Records from a data collection:
((

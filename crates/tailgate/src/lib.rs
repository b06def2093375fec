//! Top-level facade crate for tailgate.
//!
//! Re-exports the core log/store/policy types and the server library so users can depend on a
//! single crate.

pub mod core {
    pub use tailgate_core::*;
}

pub mod server {
    pub use tailgate_server::*;
}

))

The entries shown above must be restated word for word.

filename crates/tailgate/src/lib.rs
repository b06def2093375fec
//! Top-level facade crate for tailgate.
//!
//! Re-exports the core log/store/policy types and the server library so users can depend on a
//! single crate.

pub mod core {
    pub use tailgate_core::*;
}

pub mod server {
    pub use tailgate_server::*;
}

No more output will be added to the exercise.